Notre critique de Sound of Falling : tant de morts pour un temps mort

Qui sera le prochain à avoir sa photo sur le buffet de la salle à manger ? Pas l’aïeule, qui n’est pas pressée de quitter ce monde. En revanche, Alma a 7 ans et se demande pourquoi elle apparaît déjà dans ce mausolée photographique. Cette interrogation d’une petite fille aux cheveux nattés et enroulés autour des oreilles sert de porte d’entrée au film de Mascha Schilinski, 41 ans, une inconnue sur la Croisette. Son histoire s’étire sur 2 h 29 pour traverser un siècle. La réalisatrice allemande n’a pas froid aux yeux.

Après nous avoir présenté Alma, elle nous transporte à une autre époque pour nous familiariser avec Angelika. Selon le même procédé suivent Lenka et Emma. On les retrouve toutes dans la même cour de ferme, probablement en Allemagne de l’Est, à des moments différents, qui vont de la période prussienne à aujourd’hui en passant par les années 1950 et 1970. Chacune a une relation difficile avec sa mère. Elles se posent les mêmes questions sur l’existence. Nul doute, leurs destins sont liés. Au fur et à mesure que l’on s’approche de l’époque actuelle - matérialisée par un smartphone et des oreillettes sans fil -, les problématiques contemporaines s’immiscent aussi dans le récit, comme cet oncle qui s’intéresse d’un peu trop près à sa nièce.

Après trois courts-métrages et un film à la Berlinale, Dark Blue Girl, en 2017, autour de la famille, Mascha Schilinski continue à creuser le sujet et surtout la continuité des liens et les failles qui déstabilisent les fratries. Pour Sound of Falling, elle le fait en convoquant des fantômes, des grondements, des bruits de platine vinyle tournant à vide, des mouches et une rivière. Il faut guetter ces signes, car ils annoncent des changements dans le récit. Seraient-ce des traces laissées par le bref passé de magicienne de la réalisatrice au sein d’un cirque itinérant durant sa vingtaine ?

Une patine fantastique

Si cette magicienne continue de vivre en Mascha Schilinski, elle fait surtout mourir beaucoup de personnages. Mais qu’importe puisqu’ils revivent dans un autre corps, dans un lointain meilleur mais pas si différent. Sauf qu’il est fort difficile de se repérer dans ce récit, qui se veut philosophique et poétique. À grand renfort d’images floues, d’écran noir, de bras inertes dans l’eau et de labyrinthes de paille, la cinéaste colore aussi son histoire d’une patine fantastique qui ne réussit qu’à perdre un peu plus le spectateur.

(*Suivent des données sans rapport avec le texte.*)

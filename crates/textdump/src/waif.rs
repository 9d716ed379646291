// Copyright (C) 2025 Ryan Daum <ryan.daum@gmail.com> This program is free
// software: you can redistribute it and/or modify it under the terms of the GNU
// General Public License as published by the Free Software Foundation, version
// 3.
//
// This program is distributed in the hope that it will be useful, but WITHOUT
// ANY WARRANTY; without even the implied warranty of MERCHANTABILITY or FITNESS
// FOR A PARTICULAR PURPOSE. See the GNU General Public License for more details.
//
// You should have received a copy of the GNU General Public License along with
// this program. If not, see <https://www.gnu.org/licenses/>.
//

//! Waif identity across a single read or write.
//!
//! A waif is written in full the first time it is met (`c <n>`) and by index every time after
//! (`r <n>`). Both sides keep per-session state for this; nothing here is global.

use crate::model::Waif;
use serde::{Deserialize, Serialize};
use std::collections::{BTreeMap, HashMap, HashSet};
use strum::{Display, EnumString};

/// How waif indices are chosen when writing.
#[derive(Copy, Clone, Debug, PartialEq, Eq, Default, Serialize, Deserialize, Display, EnumString)]
#[serde(rename_all = "snake_case")]
#[strum(serialize_all = "snake_case")]
pub enum WaifIndexMode {
    /// Number waifs 0, 1, 2... in the order they are first written. This is what the
    /// reference server produces and expects.
    #[default]
    Sequential,
    /// Keep the index each waif has in the database's waif table.
    Preserve,
}

/// What to emit for a waif on the write side.
#[derive(Copy, Clone, Debug, PartialEq, Eq)]
pub enum Interned {
    /// First sighting: write the full definition under this index.
    Define(usize),
    /// Already written: emit a reference to this index.
    Reference(usize),
}

#[derive(Debug, Default)]
pub struct WaifInterner {
    mode: WaifIndexMode,
    written: HashMap<usize, usize>,
    next_index: usize,
}

impl WaifInterner {
    pub fn new(mode: WaifIndexMode) -> Self {
        Self {
            mode,
            written: HashMap::new(),
            next_index: 0,
        }
    }

    /// Record that the waif stored at `original` is about to be written. The index is assigned
    /// before the waif's own properties are written, so a waif reachable from itself comes out
    /// as a reference.
    pub fn intern(&mut self, original: usize) -> Interned {
        if let Some(index) = self.written.get(&original) {
            return Interned::Reference(*index);
        }
        let index = match self.mode {
            WaifIndexMode::Sequential => {
                let index = self.next_index;
                self.next_index += 1;
                index
            }
            WaifIndexMode::Preserve => original,
        };
        self.written.insert(original, index);
        Interned::Define(index)
    }

    pub fn written_count(&self) -> usize {
        self.written.len()
    }
}

/// Read side: indices seen so far, and the waifs decoded under them.
#[derive(Debug, Default)]
pub struct WaifTable {
    started: HashSet<usize>,
    waifs: BTreeMap<usize, Waif>,
}

impl WaifTable {
    /// Mark an index as defined before its properties are read, so they may refer back to it.
    pub fn begin(&mut self, index: usize) {
        self.started.insert(index);
    }

    pub fn finish(&mut self, index: usize, waif: Waif) {
        self.waifs.insert(index, waif);
    }

    pub fn is_defined(&self, index: usize) -> bool {
        self.started.contains(&index)
    }

    pub fn into_waifs(self) -> BTreeMap<usize, Waif> {
        self.waifs
    }
}
// Copyright (C) 2025 Ryan Daum <ryan.daum@gmail.com> This program is free
// software: you can redistribute it and/or modify it under the terms of the GNU
// General Public License as published by the Free Software Foundation, version
// 3.
//
// This program is distributed in the hope that it will be useful, but WITHOUT
// ANY WARRANTY; without even the implied warranty of MERCHANTABILITY or FITNESS
// FOR A PARTICULAR PURPOSE. See the GNU General Public License for more details.
//
// You should have received a copy of the GNU General Public License along with
// this program. If not, see <https://www.gnu.org/licenses/>.
//

//! Structural diffs between two decoded textdump databases, used to check that a decode / encode
//! cycle loses nothing.

pub use compare::{
    CompareOptions, CompareResult, TOP_LEVEL_FIELDS, compare_databases, compare_values,
};
pub use diff::{Diff, DiffKind};
pub use path::{DiffPath, Segment};

mod compare;
mod diff;
mod path;
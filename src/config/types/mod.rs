//! Configuration utility types.
//!
//! | Module   | Purpose                                      |
//! |----------|----------------------------------------------|
//! | `error`  | Configuration error types and diagnostics    |
//! | `field`  | Dotted field paths used in diagnostics       |

mod error;
mod field;

pub use error::{ConfigDiagnostic, ConfigDiagnostics, ConfigError};
pub use field::FieldPath;
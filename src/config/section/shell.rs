//! `[shell]` section configuration.
//!
//! # Example
//!
//! ```toml
//! [shell]
//! header = true
//! footer = true
//! cookie_banner = true    # consent still decides whether it shows
//! ```

use serde::{Deserialize, Serialize};

/// Which persistent chrome the shell renders.
#[derive(Debug, Clone, Copy, PartialEq, Eq, Serialize, Deserialize)]
#[serde(default)]
pub struct ShellConfig {
    pub header: bool,
    pub footer: bool,
    pub cookie_banner: bool,
}

impl Default for ShellConfig {
    fn default() -> Self {
        Self {
            header: true,
            footer: true,
            cookie_banner: true,
        }
    }
}
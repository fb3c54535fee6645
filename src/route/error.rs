//! Route table construction errors.

use thiserror::Error;

/// Invalid route table declarations. All of these are startup errors.
#[derive(Debug, Clone, Error, PartialEq, Eq)]
pub enum RouteError {
    #[error("route table has no wildcard (`**`) binding")]
    MissingWildcard,

    #[error("route table has {0} wildcard (`**`) bindings, expected exactly one")]
    DuplicateWildcard(usize),

    #[error("wildcard binding must target the redirect handler, not page `{0}`")]
    WildcardBoundToPage(String),

    #[error("literal route `{0}` must bind a page, not the redirect handler")]
    LiteralBoundToRedirect(String),

    #[error("redirect target `{0}` is not a registered route")]
    UnregisteredTarget(String),

    #[error("redirect target must be a literal path, not `**`")]
    WildcardTarget,
}
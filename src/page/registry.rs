//! Page registry - id to page lookup.

use std::sync::Arc;

use rustc_hash::FxHashMap;

use super::{Page, PageError};

/// The set of pages the composition root constructed.
///
/// Route bindings hold clones of the `Arc`s handed out here, so a page
/// is built once and shared by every binding that references it.
#[derive(Debug, Default, Clone)]
pub struct PageRegistry {
    /// Pages in registration order
    pages: Vec<Arc<dyn Page>>,
    /// id -> index into `pages`
    index: FxHashMap<String, usize>,
}

impl PageRegistry {
    pub fn new() -> Self {
        Self::default()
    }

    /// Register a page. Ids must be unique, non-empty and free of
    /// surrounding whitespace.
    pub fn register(&mut self, page: Arc<dyn Page>) -> Result<(), PageError> {
        let id = page.id();
        if id.trim().is_empty() {
            return Err(PageError::EmptyId);
        }
        if id.trim() != id {
            return Err(PageError::Whitespace(id.to_string()));
        }
        if self.index.contains_key(id) {
            return Err(PageError::Duplicate(id.to_string()));
        }
        self.index.insert(id.to_string(), self.pages.len());
        self.pages.push(page);
        Ok(())
    }

    /// Look up a page by id.
    pub fn get(&self, id: &str) -> Option<&Arc<dyn Page>> {
        self.index.get(id).map(|&i| &self.pages[i])
    }

    pub fn contains(&self, id: &str) -> bool {
        self.index.contains_key(id)
    }

    /// Iterate pages in registration order.
    pub fn iter(&self) -> impl Iterator<Item = &Arc<dyn Page>> {
        self.pages.iter()
    }

    pub fn len(&self) -> usize {
        self.pages.len()
    }

    pub fn is_empty(&self) -> bool {
        self.pages.is_empty()
    }
}
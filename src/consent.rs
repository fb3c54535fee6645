//! Cookie-consent flag.
//!
//! One cookie, fixed name, value `true`, fixed max-age. Storage failures
//! read as "not acknowledged" so the banner shows again instead of
//! breaking navigation.

use std::time::Duration;

use crate::config::ConsentConfig;
use crate::debug;
use crate::window::{WindowError, WindowHandle};

/// Value written on acknowledgment.
const ACKNOWLEDGED: &str = "true";

#[derive(Debug, Clone, Copy, PartialEq, Eq)]
pub enum ConsentState {
    /// No (live) cookie, or storage unavailable: show the banner.
    Pending,
    Acknowledged,
}

impl ConsentState {
    #[inline]
    pub fn is_acknowledged(self) -> bool {
        self == Self::Acknowledged
    }
}

/// Reads and writes the consent cookie through the window.
pub struct ConsentStore {
    window: WindowHandle,
    cookie: String,
    max_age: Duration,
}

impl ConsentStore {
    pub fn new(window: WindowHandle, config: &ConsentConfig) -> Self {
        Self {
            window,
            cookie: config.cookie.clone(),
            max_age: config.max_age(),
        }
    }

    /// Current state. Never fails.
    pub fn read(&self) -> ConsentState {
        match self.window.cookie(&self.cookie) {
            Ok(Some(value)) if value == ACKNOWLEDGED => ConsentState::Acknowledged,
            Ok(_) => ConsentState::Pending,
            Err(err) => {
                debug!("consent"; "reading `{}` failed, treating as pending: {}", self.cookie, err);
                ConsentState::Pending
            }
        }
    }

    /// Persist acknowledgment for the configured max-age.
    pub fn acknowledge(&self) -> Result<(), WindowError> {
        self.window
            .set_cookie(&self.cookie, ACKNOWLEDGED, self.max_age)
    }

    pub fn cookie_name(&self) -> &str {
        &self.cookie
    }

    pub fn max_age(&self) -> Duration {
        self.max_age
    }
}
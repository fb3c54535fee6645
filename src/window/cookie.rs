//! Cookie jar with max-age expiry.
//!
//! Shared by the memory and headless hosts. Time is passed in as Unix
//! seconds so callers own the clock.

use std::time::Duration;

use serde::{Deserialize, Serialize};

/// A single stored cookie
#[derive(Debug, Clone, PartialEq, Eq, Serialize, Deserialize)]
pub struct StoredCookie {
    pub name: String,
    pub value: String,
    /// Unix seconds after which the cookie is gone
    pub expires_at: u64,
}

impl StoredCookie {
    #[inline]
    fn is_live(&self, now: u64) -> bool {
        self.expires_at > now
    }
}

/// Name-keyed cookie collection
#[derive(Debug, Default, Clone, Serialize, Deserialize)]
pub struct CookieJar {
    cookies: Vec<StoredCookie>,
}

impl CookieJar {
    pub fn new() -> Self {
        Self::default()
    }

    /// Value of a live cookie.
    pub fn get(&self, name: &str, now: u64) -> Option<&str> {
        self.cookies
            .iter()
            .find(|c| c.name == name && c.is_live(now))
            .map(|c| c.value.as_str())
    }

    /// Set a cookie, replacing any cookie with the same name.
    ///
    /// A zero `max_age` removes the cookie.
    pub fn set(&mut self, name: &str, value: &str, max_age: Duration, now: u64) {
        self.cookies.retain(|c| c.name != name);
        if max_age.is_zero() {
            return;
        }
        self.cookies.push(StoredCookie {
            name: name.to_string(),
            value: value.to_string(),
            expires_at: now.saturating_add(max_age.as_secs()),
        });
    }

    /// Drop expired cookies. Returns how many were removed.
    pub fn purge_expired(&mut self, now: u64) -> usize {
        let before = self.cookies.len();
        self.cookies.retain(|c| c.is_live(now));
        before - self.cookies.len()
    }

    pub fn len(&self) -> usize {
        self.cookies.len()
    }

    pub fn is_empty(&self) -> bool {
        self.cookies.is_empty()
    }
}

/// Find `name` in a `document.cookie` style header (`a=1; b=2`).
pub fn parse_cookie_header(header: &str, name: &str) -> Option<String> {
    header
        .split(';')
        .filter_map(|pair| pair.trim().split_once('='))
        .find(|(key, _)| key.trim() == name)
        .map(|(_, value)| value.trim().to_string())
}
//! Route resolution.
//!
//! # Module Structure
//!
//! ```text
//! route/
//! ├── path       # RoutePath + MatchPolicy (normalization)
//! ├── pattern    # literal / `**` patterns
//! ├── table      # RouteTable, builder, Resolution
//! ├── redirect   # RedirectHandler (fallback policy)
//! └── error      # RouteError
//! ```
//!
//! # Example
//!
//! ```ignore
//! let table = RouteTable::builder(MatchPolicy::default())
//!     .page("o-nas", about_us)
//!     .page("office", office)
//!     .redirect("**")
//!     .build(RedirectPolicy::Default { target: "o-nas".into() })?;
//!
//! match table.resolve("/office") {
//!     Resolution::Page { page, .. } => mount(page),
//!     Resolution::Fallback { path, handler, .. } => handler.handle(&*window, &path),
//! }
//! ```

mod error;
mod path;
mod pattern;
mod redirect;
mod table;

pub use error::RouteError;
pub use path::{MatchPolicy, RoutePath, TrailingSlash};
pub use pattern::{RoutePattern, WILDCARD};
pub use redirect::{RedirectHandler, RedirectOutcome, RedirectPolicy};
pub use table::{Resolution, RouteBinding, RouteTable, RouteTableBuilder, RouteTarget};
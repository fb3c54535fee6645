//! Configuration section definitions.
//!
//! Each module corresponds to a section in `portico.toml`:
//!
//! | Module    | TOML Section   | Purpose                                 |
//! |-----------|----------------|-----------------------------------------|
//! | `site`    | `[site]`       | Title, page registry, cookie jar path   |
//! | `routes`  | `[routes]`     | Bindings, matching policy, redirect     |
//! | `consent` | `[consent]`    | Consent cookie name and max-age         |
//! | `shell`   | `[shell]`      | Persistent chrome toggles               |

mod consent;
mod routes;
mod shell;
mod site;

pub use consent::ConsentConfig;
pub use routes::{BindingConfig, RedirectConfig, RoutesConfig};
pub use shell::ShellConfig;
pub use site::{PageConfig, SiteSectionConfig};
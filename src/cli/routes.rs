//! `portico routes` - print the effective route table.

use anyhow::Result;
use owo_colors::OwoColorize;
use portico::config::SiteConfig;
use portico::route::{RouteTable, TrailingSlash};

pub fn print_routes(config: &SiteConfig) -> Result<()> {
    let site = config.assemble()?;
    for line in render_routes(config, &site.table) {
        println!("{line}");
    }
    Ok(())
}

/// One line per binding in resolution order, then disabled entries and the fallback.
fn render_routes(config: &SiteConfig, table: &RouteTable) -> Vec<String> {
    let policy = table.policy();
    let slash = match policy.trailing_slash {
        TrailingSlash::Ignore => "ignore",
        TrailingSlash::Strict => "strict",
    };

    let mut lines = vec![format!(
        "{} trailing_slash={}, case_sensitive={}",
        "matching:".bold(),
        slash,
        policy.case_sensitive
    )];

    lines.extend(table.bindings().map(|binding| format!("  {binding}")));

    lines.extend(
        config
            .routes
            .bindings
            .iter()
            .filter(|binding| !binding.enabled)
            .map(|binding| {
                let target = binding.page.as_deref().unwrap_or("(redirect)");
                let line = format!(
                    "/{} -> {} (disabled)",
                    binding.path.trim_start_matches('/'),
                    target
                );
                format!("  {}", line.dimmed())
            }),
    );

    for path in table.shadowed() {
        lines.push(format!("  {} duplicate `{}` ignored", "!".yellow(), path));
    }

    lines.push(format!("{} {}", "fallback:".bold(), table.redirect()));
    lines
}
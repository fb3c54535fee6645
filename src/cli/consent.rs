//! `portico consent` - inspect or acknowledge the consent cookie.

use anyhow::{Context, Result};
use portico::config::SiteConfig;
use portico::consent::{ConsentState, ConsentStore};
use portico::log;
use portico::window::WindowHandle;

pub fn run_consent(config: &SiteConfig, window: WindowHandle, accept: bool) -> Result<()> {
    config.validate()?;
    let store = ConsentStore::new(window, &config.consent);

    if accept {
        store.acknowledge().with_context(|| {
            format!(
                "Failed to store consent in {}",
                config.cookie_store().display()
            )
        })?;
    }

    let state = match store.read() {
        ConsentState::Acknowledged => "acknowledged",
        ConsentState::Pending => "pending, banner is shown",
    };
    log!("consent"; "{}: {}", store.cookie_name(), state);
    Ok(())
}
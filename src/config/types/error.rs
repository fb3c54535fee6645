//! Configuration error types.

use super::FieldPath;
use owo_colors::OwoColorize;
use std::fmt;
use std::path::PathBuf;
use thiserror::Error;

// ============================================================================
// ConfigError
// ============================================================================

/// Configuration-related errors
#[derive(Debug, Error)]
pub enum ConfigError {
    #[error("IO error when reading `{0}`")]
    Io(PathBuf, #[source] std::io::Error),

    // No #[from]/#[source]: the cause is part of the message
    #[error("Config file parsing error: {0}")]
    Toml(toml::de::Error),

    // NOTE: No #[from] here - we don't want source() which causes duplicate output
    #[error("{0}")]
    Diagnostics(ConfigDiagnostics),
}

impl From<toml::de::Error> for ConfigError {
    fn from(err: toml::de::Error) -> Self {
        Self::Toml(err)
    }
}

// ============================================================================
// ConfigDiagnostic
// ============================================================================

/// A single configuration diagnostic
#[derive(Debug, Clone)]
pub struct ConfigDiagnostic {
    /// Config field path (e.g., "routes.redirect.target")
    pub field: FieldPath,
    /// Error description
    pub message: String,
    /// Fix hint (optional)
    pub hint: Option<String>,
}

impl ConfigDiagnostic {
    pub fn new(field: FieldPath, message: impl Into<String>) -> Self {
        Self {
            field,
            message: message.into(),
            hint: None,
        }
    }

    pub fn with_hint(mut self, hint: impl Into<String>) -> Self {
        self.hint = Some(hint.into());
        self
    }
}

impl fmt::Display for ConfigDiagnostic {
    fn fmt(&self, f: &mut fmt::Formatter<'_>) -> fmt::Result {
        // Field path in cyan brackets
        writeln!(
            f,
            "{}{}{}",
            "[".dimmed(),
            self.field.as_str().cyan(),
            "]".dimmed()
        )?;
        write!(f, "{} {}", "→".red(), self.message)?;
        if let Some(hint) = &self.hint {
            write!(f, "\n  {} {}", "hint:".yellow(), hint)?;
        }
        Ok(())
    }
}

// ============================================================================
// ConfigDiagnostics
// ============================================================================

/// Errors and warnings collected while validating a config.
///
/// Validation keeps going after the first problem so every error is
/// reported in one run.
#[derive(Debug, Default)]
pub struct ConfigDiagnostics {
    errors: Vec<ConfigDiagnostic>,
    /// Non-fatal findings (shadowed routes, ...)
    warnings: Vec<(FieldPath, String)>,
}

impl ConfigDiagnostics {
    pub fn new() -> Self {
        Self::default()
    }

    pub fn error(&mut self, field: FieldPath, message: impl Into<String>) {
        self.errors.push(ConfigDiagnostic::new(field, message));
    }

    /// Add an error with a hint.
    pub fn error_with_hint(
        &mut self,
        field: FieldPath,
        message: impl Into<String>,
        hint: impl Into<String>,
    ) {
        self.errors
            .push(ConfigDiagnostic::new(field, message).with_hint(hint));
    }

    /// Add a warning (collected for batch display).
    pub fn warn(&mut self, field: FieldPath, message: impl Into<String>) {
        self.warnings.push((field, message.into()));
    }

    /// Print collected warnings.
    pub fn print_warnings(&self) {
        for (field, message) in &self.warnings {
            crate::log!("warning"; "[{}] {}", field.as_str(), message);
        }
    }

    pub fn len(&self) -> usize {
        self.errors.len()
    }

    pub fn is_empty(&self) -> bool {
        self.errors.is_empty()
    }

    pub fn errors(&self) -> &[ConfigDiagnostic] {
        &self.errors
    }

    pub fn warnings(&self) -> impl Iterator<Item = &str> {
        self.warnings.iter().map(|(_, message)| message.as_str())
    }

    /// Convert to Result (returns Err if there are errors).
    pub fn into_result(self) -> Result<Self, Self> {
        if self.errors.is_empty() {
            Ok(self)
        } else {
            Err(self)
        }
    }
}

impl fmt::Display for ConfigDiagnostics {
    fn fmt(&self, f: &mut fmt::Formatter<'_>) -> fmt::Result {
        writeln!(f, "{}\n", "config validation failed:".red().bold())?;
        for (i, err) in self.errors.iter().enumerate() {
            write!(f, "{err}")?;
            if i + 1 < self.errors.len() {
                writeln!(f, "\n")?;
            }
        }
        if self.errors.len() > 1 {
            write!(
                f,
                "\n\n{} {} {}",
                "found".dimmed(),
                self.errors.len().to_string().red().bold(),
                "errors".dimmed()
            )?;
        }
        Ok(())
    }
}

impl std::error::Error for ConfigDiagnostics {}

#[cfg(test)]
mod tests {
    use super::*;
    use std::io::{Error, ErrorKind};

    const FIELD: FieldPath = FieldPath::new("routes.redirect.target");

    #[test]
    fn test_config_error_display() {
        let io_err = ConfigError::Io(
            PathBuf::from("portico.toml"),
            Error::new(ErrorKind::NotFound, "file not found"),
        );
        let display = format!("{io_err}");
        assert!(display.contains("IO error"));
        assert!(display.contains("portico.toml"));
    }

    #[test]
    fn test_diagnostics_collect_all() {
        let mut diag = ConfigDiagnostics::new();
        diag.error(FIELD, "first");
        diag.error_with_hint(FIELD, "second", "do this");
        diag.warn(FIELD, "just saying");

        assert_eq!(diag.len(), 2);
        assert_eq!(diag.errors()[1].hint.as_deref(), Some("do this"));
        assert_eq!(diag.warnings().collect::<Vec<_>>(), ["just saying"]);

        let display = diag.to_string();
        assert!(display.contains("first"));
        assert!(display.contains("second"));
        assert!(display.contains("routes.redirect.target"));
    }

    #[test]
    fn test_warnings_alone_are_ok() {
        let mut diag = ConfigDiagnostics::new();
        diag.warn(FIELD, "only a warning");
        assert!(diag.into_result().is_ok());
    }
}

Une idée traverse toutefois ce film prétentieux : ce qui a été sera ou se répétera. Tels les hommes amputés d’une jambe qui continuent de souffrir de leur membre meurtri alors qu’il n’est plus là. La réalisatrice nous dit aussi qu’il y a une vie après la mort, que les âmes envolées laissent un peu d’elles-mêmes dans la génération suivante et que chacun de nous est un puzzle dont certains morceaux appartiennent à d’autres. Sous son aspect rugueux et impénétrable, le Bardo Thödol, ou Livre des morts tibétain, est cent fois plus limpide sur le sujet. On conseillera donc de le lire ou de le relire.